If anyone can help, I would really appreciate it. Thank you so much!

So just from an initial look at your implementation, it seems like the problem is the fact that you don’t handle backwards movement.

Let’s say you have a point behind the robot (0, -10). Computing the distance error would give us a distance to travel of 10 and an angle error of 180 (assuming the robot was facing towards positive 90 at (0, 0)).

The problem is that your PID controllers, given these numbers, will attempt to move the robot forward due to that distance error being 10. Now let’s suppose, using your example of a point (10, 10). Your robot moves to (10, 10), but because it isn’t perfect, it slightly overshoots to (10.326, 10.177). Same problem, because you overshot the target the only thing the robot knows to do is to go forwards.

The fix to this is to perform a simple check. If the angError is above abs(90) degrees in either direction, then subtract 180 from the angle error and multiply the distance error by -1.

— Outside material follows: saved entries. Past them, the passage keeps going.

use async_trait::async_trait;
use reqwest::Client;
use serde::{Deserialize, Serialize};
use std::time::Duration;
use thiserror::Error;

use crate::services::vision::Credential;

/// Errors that can occur when asking a language model for a summary
#[derive(Debug, Error)]
pub enum SummaryError {
    #[error("HTTP request failed: {0}")]
    RequestError(String),

    #[error("API returned error: {0}")]
    ApiError(String),

    #[error("Invalid response format: {0}")]
    InvalidResponse(String),
}

impl From<reqwest::Error> for SummaryError {
    fn from(err: reqwest::Error) -> Self {
        Self::RequestError(err.without_url().to_string())
    }
}

const SYSTEM_PROMPT: &str = "Your job is to provide a short, concise and informative summary about the landmark.";

/// Anything that can describe a landmark in a few sentences
#[async_trait]
pub trait LandmarkSummarizer: Send + Sync {
    async fn summarize(&self, landmark: &str, location: Option<&str>) -> Result<String, SummaryError>;

    fn name(&self) -> &'static str;
}

/// Model and limits for [`ChatSummaryClient`]
#[derive(Debug, Clone)]
pub struct SummaryOptions {
    pub endpoint: String,
    pub model: String,
    pub temperature: f32,
    pub max_tokens: u32,
    pub timeout: Duration,
}

impl Default for SummaryOptions {
    fn default() -> Self {
        Self {
            endpoint: "https://api.openai.com".to_string(),
            model: "gpt-3.5-turbo-0125".to_string(),
            temperature: 0.2,
            max_tokens: 150,
            timeout: Duration::from_secs(15),
        }
    }
}

/// Client for OpenAI-compatible `/v1/chat/completions` endpoints
pub struct ChatSummaryClient {
    base_url: String,
    credential: Credential,
    model: String,
    temperature: f32,
    max_tokens: u32,
    client: Client,
}

impl ChatSummaryClient {
    pub fn new(credential: Credential, options: SummaryOptions) -> Result<Self, reqwest::Error> {
        let client = Client::builder().timeout(options.timeout).build()?;

        Ok(Self {
            base_url: options.endpoint.trim_end_matches('/').to_string(),
            credential,
            model: options.model,
            temperature: options.temperature,
            max_tokens: options.max_tokens,
            client,
        })
    }
}

/// User prompt for one landmark
pub fn prompt_for(landmark: &str, location: Option<&str>) -> String {
    match location {
        Some(location) => format!("Tell me about {} in {}.", landmark, location),
        None => format!("Tell me about {}.", landmark),
    }
}

#[async_trait]
impl LandmarkSummarizer for ChatSummaryClient {
    async fn summarize(&self, landmark: &str, location: Option<&str>) -> Result<String, SummaryError> {
        let prompt = prompt_for(landmark, location);
        let request = ChatRequest {
            model: &self.model,
            messages: vec![
                ChatMessage {
                    role: "system",
                    content: SYSTEM_PROMPT,
                },
                ChatMessage {
                    role: "user",
                    content: &prompt,
                },
            ],
            temperature: self.temperature,
            max_tokens: self.max_tokens,
        };

        let response = self
            .client
            .post(format!("{}/v1/chat/completions", self.base_url))
            .bearer_auth(self.credential.expose())
            .json(&request)
            .send()
            .await?;

        if !response.status().is_success() {
            return Err(SummaryError::ApiError(format!(
                "Chat completion failed: {}",
                response.status()
            )));
        }

        let completion: ChatResponse = response
            .json()
            .await
            .map_err(|e| SummaryError::InvalidResponse(e.without_url().to_string()))?;

        completion
            .choices
            .into_iter()
            .next()
            .and_then(|choice| choice.message.content)
            .map(|text| text.trim().to_string())
            .filter(|text| !text.is_empty())
            .ok_or_else(|| SummaryError::InvalidResponse("No completion content".into()))
    }

    fn name(&self) -> &'static str {
        "chat-completions"
    }
}

#[derive(Serialize)]
struct ChatRequest<'a> {
    model: &'a str,
    messages: Vec<ChatMessage<'a>>,
    temperature: f32,
    max_tokens: u32,
}

#[derive(Serialize)]
struct ChatMessage<'a> {
    role: &'static str,
    content: &'a str,
}

#[derive(Deserialize)]
struct ChatResponse {
    #[serde(default)]
    choices: Vec<ChatChoice>,
}

#[derive(Deserialize)]
struct ChatChoice {
    message: ChatChoiceMessage,
}

#[derive(Deserialize)]
struct ChatChoiceMessage {
    #[serde(default)]
    content: Option<String>,
}

/// Summarizer that returns canned text without calling any model
#[derive(Debug, Clone)]
pub struct StaticSummarizer {
    text: String,
}

impl StaticSummarizer {
    pub fn new(text: impl Into<String>) -> Self {
        Self { text: text.into() }
    }

    pub fn demo() -> Self {
        Self::new(
            "The Maiden Tower is a 12th-century monument in the Old City, Baku, Azerbaijan. \
             Together with the Shirvanshahs' Palace it was listed in 2001 as a UNESCO World \
             Heritage Site, and it is one of the most prominent national symbols of Azerbaijan.",
        )
    }
}

#[async_trait]
impl LandmarkSummarizer for StaticSummarizer {
    async fn summarize(&self, _landmark: &str, _location: Option<&str>) -> Result<String, SummaryError> {
        Ok(self.text.clone())
    }

    fn name(&self) -> &'static str {
        "static"
    }
}
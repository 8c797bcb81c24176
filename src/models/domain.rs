use serde::{Deserialize, Serialize};

/// Geographic coordinate in degrees
#[derive(Debug, Clone, Copy, PartialEq, Serialize, Deserialize)]
pub struct Coordinate {
    pub latitude: f64,
    pub longitude: f64,
}

impl Coordinate {
    pub fn new(latitude: f64, longitude: f64) -> Self {
        Self { latitude, longitude }
    }

    /// Build a coordinate only if both components are finite and in range
    pub fn checked(latitude: f64, longitude: f64) -> Option<Self> {
        let valid = latitude.is_finite()
            && longitude.is_finite()
            && (-90.0..=90.0).contains(&latitude)
            && (-180.0..=180.0).contains(&longitude);

        valid.then_some(Self { latitude, longitude })
    }
}

/// One detection result from the recognition service
///
/// The coordinate stays `None` when the service did not supply one; it is
/// never defaulted to (0, 0).
#[derive(Debug, Clone, PartialEq, Serialize, Deserialize)]
pub struct LandmarkCandidate {
    pub name: String,
    pub confidence: f64,
    pub coordinate: Option<Coordinate>,
    #[serde(rename = "entityId", default, skip_serializing_if = "Option::is_none")]
    pub entity_id: Option<String>,
}

impl LandmarkCandidate {
    pub fn new(name: impl Into<String>, confidence: f64, coordinate: Option<Coordinate>) -> Self {
        Self {
            name: name.into(),
            confidence: clamp_confidence(confidence),
            coordinate,
            entity_id: None,
        }
    }

    pub fn with_entity_id(mut self, entity_id: impl Into<String>) -> Self {
        self.entity_id = Some(entity_id.into());
        self
    }

    /// Returns the mappable form of this candidate, if it has a coordinate
    pub fn mapped(&self) -> Option<MappedLandmark> {
        self.coordinate.map(|coordinate| MappedLandmark {
            name: self.name.clone(),
            confidence: self.confidence,
            coordinate,
            entity_id: self.entity_id.clone(),
        })
    }
}

fn clamp_confidence(confidence: f64) -> f64 {
    if confidence.is_nan() {
        0.0
    } else {
        confidence.clamp(0.0, 1.0)
    }
}

/// A candidate that is guaranteed to carry a coordinate
#[derive(Debug, Clone, PartialEq, Serialize, Deserialize)]
pub struct MappedLandmark {
    pub name: String,
    pub confidence: f64,
    pub coordinate: Coordinate,
    #[serde(rename = "entityId", default, skip_serializing_if = "Option::is_none")]
    pub entity_id: Option<String>,
}

impl MappedLandmark {
    pub fn tier(&self) -> ConfidenceTier {
        ConfidenceTier::from_confidence(self.confidence)
    }

    /// Popup label, e.g. `Eiffel Tower (Matched: 95.00%)`
    pub fn label(&self) -> String {
        format!("{} (Matched: {:.2}%)", self.name, self.confidence * 100.0)
    }
}

impl From<MappedLandmark> for LandmarkCandidate {
    fn from(landmark: MappedLandmark) -> Self {
        Self {
            name: landmark.name,
            confidence: landmark.confidence,
            coordinate: Some(landmark.coordinate),
            entity_id: landmark.entity_id,
        }
    }
}

/// Ordered set of landmarks chosen for mapping
///
/// An empty set means "no landmark found", which is not an error.
#[derive(Debug, Clone, Default, PartialEq, Serialize, Deserialize)]
#[serde(transparent)]
pub struct DisplaySet(Vec<MappedLandmark>);

impl DisplaySet {
    pub fn new(entries: Vec<MappedLandmark>) -> Self {
        Self(entries)
    }

    pub fn empty() -> Self {
        Self(Vec::new())
    }

    pub fn len(&self) -> usize {
        self.0.len()
    }

    pub fn is_empty(&self) -> bool {
        self.0.is_empty()
    }

    pub fn iter(&self) -> std::slice::Iter<'_, MappedLandmark> {
        self.0.iter()
    }

    pub fn as_slice(&self) -> &[MappedLandmark] {
        &self.0
    }

    pub fn into_candidates(self) -> Vec<LandmarkCandidate> {
        self.0.into_iter().map(LandmarkCandidate::from).collect()
    }
}

impl<'a> IntoIterator for &'a DisplaySet {
    type Item = &'a MappedLandmark;
    type IntoIter = std::slice::Iter<'a, MappedLandmark>;

    fn into_iter(self) -> Self::IntoIter {
        self.0.iter()
    }
}

/// Confidence band driving marker styling
#[derive(Debug, Clone, Copy, PartialEq, Eq, Serialize, Deserialize)]
#[serde(rename_all = "lowercase")]
pub enum ConfidenceTier {
    Low,
    Medium,
    High,
}

impl ConfidenceTier {
    pub const LOW_CEILING: f64 = 0.35;
    pub const MEDIUM_CEILING: f64 = 0.65;

    pub fn from_confidence(confidence: f64) -> Self {
        if confidence < Self::LOW_CEILING {
            Self::Low
        } else if confidence < Self::MEDIUM_CEILING {
            Self::Medium
        } else {
            Self::High
        }
    }

    pub fn color(self) -> &'static str {
        match self {
            Self::Low => "red",
            Self::Medium => "yellow",
            Self::High => "green",
        }
    }

    pub fn icon(self) -> &'static str {
        match self {
            Self::Low => "cross",
            Self::Medium => "pin",
            Self::High => "star",
        }
    }
}

/// Geospatial bounding box
#[derive(Debug, Clone, Copy, PartialEq, Serialize, Deserialize)]
pub struct BoundingBox {
    pub min_lat: f64,
    pub max_lat: f64,
    pub min_lon: f64,
    pub max_lon: f64,
}

impl BoundingBox {
    pub fn center(&self) -> Coordinate {
        Coordinate::new(
            (self.min_lat + self.max_lat) / 2.0,
            (self.min_lon + self.max_lon) / 2.0,
        )
    }

    pub fn contains(&self, coordinate: &Coordinate) -> bool {
        coordinate.latitude >= self.min_lat
            && coordinate.latitude <= self.max_lat
            && coordinate.longitude >= self.min_lon
            && coordinate.longitude <= self.max_lon
    }
}

/// Reverse-geocoded context for a marker
#[derive(Debug, Clone, Default, PartialEq, Serialize, Deserialize)]
pub struct PlaceDetails {
    pub city: Option<String>,
    pub country: Option<String>,
    #[serde(rename = "wikipediaUrl")]
    pub wikipedia_url: Option<String>,
}

impl PlaceDetails {
    pub fn is_empty(&self) -> bool {
        self.city.is_none() && self.country.is_none() && self.wikipedia_url.is_none()
    }
}

/// A single rendered marker
#[derive(Debug, Clone, PartialEq, Serialize, Deserialize)]
pub struct Marker {
    pub name: String,
    pub confidence: f64,
    pub coordinate: Coordinate,
    pub tier: ConfidenceTier,
    pub label: String,
    #[serde(default, skip_serializing_if = "Option::is_none")]
    pub place: Option<PlaceDetails>,
    /// Short description written by a language model
    #[serde(default, skip_serializing_if = "Option::is_none")]
    pub summary: Option<String>,
}

/// Tile layer used by the exported map
#[derive(Debug, Clone, PartialEq, Serialize, Deserialize)]
pub struct TileLayer {
    pub name: String,
    pub url: String,
    pub attribution: String,
}

/// Renderable and exportable map
#[derive(Debug, Clone, PartialEq, Serialize, Deserialize)]
pub struct MapArtifact {
    pub id: uuid::Uuid,
    #[serde(rename = "generatedAt")]
    pub generated_at: chrono::DateTime<chrono::Utc>,
    pub center: Coordinate,
    pub zoom: u8,
    pub bounds: Option<BoundingBox>,
    pub markers: Vec<Marker>,
    pub tiles: Vec<TileLayer>,
    #[serde(rename = "accuracyRadiusM")]
    pub accuracy_radius_m: f64,
}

if (std::abs(angError) >= 90) {
	angError = util::convert180(angError - 180);
	distError *= -1;
}

Now, if the robot overshoots its target, it’ll know to drive backwards at the inverse angle rather than attempt a complete 180.

I’m going to assume you are using a tank drive because this problem doesn’t really happen on x-drive.

There are a few ways to implement the solution, but the general idea is that you want the robot to drive to the point backwards if going backwards is faster than turning all the way around.

The way we did it was just to multiply our drive output by the heading scale factor, or the cosine of the heading error. That way once you pass the target point, the robot wants to start driving backwards, since cosine 180 is -1.

Just make sure to add 180 to the heading pid error (or subtract it, depending on which way you’re going) if you’re reversed; otherwise your robot will be trying to turn way too far when driving backwards.

You can see how we did it in the JAR-Template in line 262 of src/JAR-Template/drive.cpp

Hope this helps.

1 Like

Thanks for the suggestions! I implemented those, but I believe my issue is caused by my odometry. I made a thread here: Turning affects Odometry position.